Wednesday, June 16, 2010

Obama and the Oil Spill

We need to give Obama a chance with the oil spill. He's doing the best he can they say.

Really? You mean to tell me that this wouldn't be a past issue already, if anyone other than Obama was in the office? That Obama is pursuing the spill with all the tenacity that he gave to his pet project of healthcare reform?

As though Ronald Reagan wouldn't have been done with this after 58 days already?

Heck, take either of the Bush presidents or even Clinton. Any president that's demonstrated a modicum of competency would have long rallied a response that included declaring a state of emergency, the dispersion of troops, and the granting of federal permits to those states in the way of being most affected, into establishing sea bars. The damage wouldn't be over, but Americans would surely have confidence that the situation is contained. The only president I can think of who'd have been this incompetent would've been Carter. We're talking Carter levels incompetency here.
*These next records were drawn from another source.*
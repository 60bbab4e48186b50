// Copyright (c) 2024 Mudit Bhargava
//
// Permission is hereby granted, free of charge, to any person obtaining a copy
// of this software and associated documentation files (the "Software"), to deal
// in the Software without restriction, including without limitation the rights
// to use, copy, modify, merge, publish, distribute, sublicense, and/or sell
// copies of the Software, and to permit persons to whom the Software is
// furnished to do so, subject to the following conditions:
//
// The above copyright notice and this permission notice shall be included in all
// copies or substantial portions of the Software.
//
// THE SOFTWARE IS PROVIDED "AS IS", WITHOUT WARRANTY OF ANY KIND, EXPRESS OR
// IMPLIED, INCLUDING BUT NOT LIMITED TO THE WARRANTIES OF MERCHANTABILITY,
// FITNESS FOR A PARTICULAR PURPOSE AND NONINFRINGEMENT. IN NO EVENT SHALL THE
// AUTHORS OR COPYRIGHT HOLDERS BE LIABLE FOR ANY CLAIM, DAMAGES OR OTHER
// LIABILITY, WHETHER IN AN ACTION OF CONTRACT, TORT OR OTHERWISE, ARISING FROM,
// OUT OF OR IN CONNECTION WITH THE SOFTWARE OR THE USE OR OTHER DEALINGS IN THE
// SOFTWARE.
//

// branch_predictor.rs
//
// This file contains the branch prediction interface used by Branch
// functional units, and the static per-direction predictor. Forward and
// backward branches each carry their own taken/not-taken policy.

use std::fmt;

use serde::Deserialize;

/// Speculation policy for one branch direction.
#[derive(Debug, Clone, Copy, PartialEq, Eq, Deserialize)]
#[serde(rename_all = "snake_case")]
pub enum SpecPolicy {
    Taken,
    NotTaken,
}

/// Interface between a Branch unit and the model backing its
/// predictions. Dynamic predictors slot in behind this trait.
pub trait BranchPredictor: fmt::Debug {
    /// Predict whether the branch at `pc` targeting `dest` is taken.
    fn predict(&self, pc: usize, dest: usize) -> bool;

    /// Notify the predictor of a resolved branch outcome.
    fn update(&mut self, taken: bool);
}

/// Static predictor: a branch is forward when its target lies past the
/// branch itself, and each direction follows its configured policy.
#[derive(Debug, Clone)]
pub struct StaticPredictor {
    pub forward: SpecPolicy,
    pub backward: SpecPolicy,
}

impl Default for StaticPredictor {
    fn default() -> Self {
        Self {
            forward: SpecPolicy::NotTaken,
            backward: SpecPolicy::Taken,
        }
    }
}

impl BranchPredictor for StaticPredictor {
    fn predict(&self, pc: usize, dest: usize) -> bool {
        let forward_branch = dest > pc;
        if forward_branch {
            self.forward == SpecPolicy::Taken
        } else {
            self.backward == SpecPolicy::Taken
        }
    }

    fn update(&mut self, _taken: bool) {
        // The static policy never learns from outcomes.
    }
}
So why the slow deal? My theory on this is simple. Obama, reeling from the political fallout of a health care debate that he didn't "win" so much as "cheat the scorecard," rolled a political gamble and loss. A crisis is a terrible thing to waste afterall. In the same vein that FDR permitted Pearl Harbor to be unnecessarily tragic in order to morally justify a call to war, by permitting this catastrophe to happen as badly as its happened, Americans would rally behind a new environmentalist wave to cap and slash oil drilling.

Hence the calm, cold demeanor towards the crisis. Ever the demagogue, he expected us to look at the damage "evil enterprise" has done, and upon a knee-jerk emotional driven response, jump on a bandwagon of "never forget, never again" for domestic oil drilling, resulting in a new era of windmills! His miscalculation comes from two things:

1. The damage from the oil well was not immediate, leaving plenty of time to take preventive measures to minimize the damage. Preventative measures that local officials such as Louisiana Governor Bobby Jindal was denied of.

2. This is not the 1930s, and we certainly are not all socialist now. Part of FDR's success was in his monopolistic control of the media. With an populous that is better educated in general thanks to having far more media outlets, Americans today are significantly less sheep-like than their 1930s counterparts. Translating to less patience with demagoguery. This is one of his central miscalculations in attempting to emulate FDR: That his audience is too ignorant to see through his attempts at camouflaging his ulterior motives.

The American Spirit is still center right (as has been ever since Carter/Nixon/Johnson created the backlash for big government that people like RR and Gingrich was able to climb upon). With the toxic mood generated by the accumulation of a "spendulus" bill, multiple near-miss terrorist attacks, apologetic foreign policy, delays and compromise over Afghanistan, no jobs, mounting debt, and generally no light at the end of the tunnel for a suffering economy, the ideology of the nation is only being pushed further to the right.

In an environment whereas such an ideology is given prominence, allowing an oil spill to happen will not spark a socialist rally for more private sector punishment as he had hoped. Obama was likely hoping that that this would be his "Jungle*" rather than his Katrina. The big government catalyst effect of a propaganda victory this is not.

Cap this off with a health care bill that passes by a mere 7 votes out of a total of 431 representatives, whereas the only bi-partisanship is in opposition to the bill, and you do not have a formula for people viewing you as the hero squaring off against the demon of "private enterprise." President Clinton to his credit, would've known that this is a situation where you show some competency to reassert yourself as capable of the "3 am" call, any scorn generated by other issues be darned. Rather than take the street cred now, Obama gambled on having a wave of public outrage to ride on later. Problem is, he never expected it directed at him.

~David Morris~

*The 1906 propaganda novel by Upton Sinclair which "aimed for the heart and hit in the stomach," nonetheless paving the way for big government expansion over food and drug processing.